ABA modulates root growth through regulating auxin in Arabidopsis thaliana

As sessile organism, plants exhibit an amazing developmental plasticity in adapting to changing growth conditions in response to environmental stimuli. As an important organ of plants, roots variously make active changes in the face of different stimuli. It is well known that ABA (abscisic acid) is an important molecule that inhibits root growth. ABA receptor PYR1/PYL mediates ABA signaling transduction by binding with PP2C proteins and activating kinases SnRK2s. However, little is known about how ABA regulates root growth and plastic development. In order to understand the mechanism underlying root growth inhibition by ABA, the effects of ABA on the size and activity of root meristem, meristematic cell cycle, and auxin amount and distribution patterns were analyzed with Arabidopsis thaliana as materials. The results showed that ABA inhibited the growth of primary roots and reduced the size of meristems of primary roots. The inhibition effect of ABA on pyr1/pyl1/pyl2 root growth reduced, which showed that ABA receptor PYR1/PYL was involved in the inhibition of root growth.

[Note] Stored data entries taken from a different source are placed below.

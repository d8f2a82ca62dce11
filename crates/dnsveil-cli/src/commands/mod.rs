//! CLI commands

pub mod bloom;
pub mod run;
pub mod stats;

use clap::Subcommand;

/// CLI commands
#[derive(Subcommand, Debug)]
pub enum Command {
    /// Run the DNS filtering tunnel (main command)
    Run(run::RunArgs),

    /// Build the pre-listed Bloom index from a domain corpus
    BuildBloom(bloom::BloomArgs),

    /// Show or reset persisted tunnel statistics
    Stats(stats::StatsArgs),
}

Further analysis showed that ABA treatment blocked G2/M-phase transition during cell division with the accumulation of cyclin proteinCYCB1;1::GUS expression. In addition, we noted that the amounts and distribution patterns of auxin in the roots changed with treatment of ABA. The results suggested that ABA inhibited the growth of roots by modulating synthesis and auxin response which in turn influenced cell division in root meristem.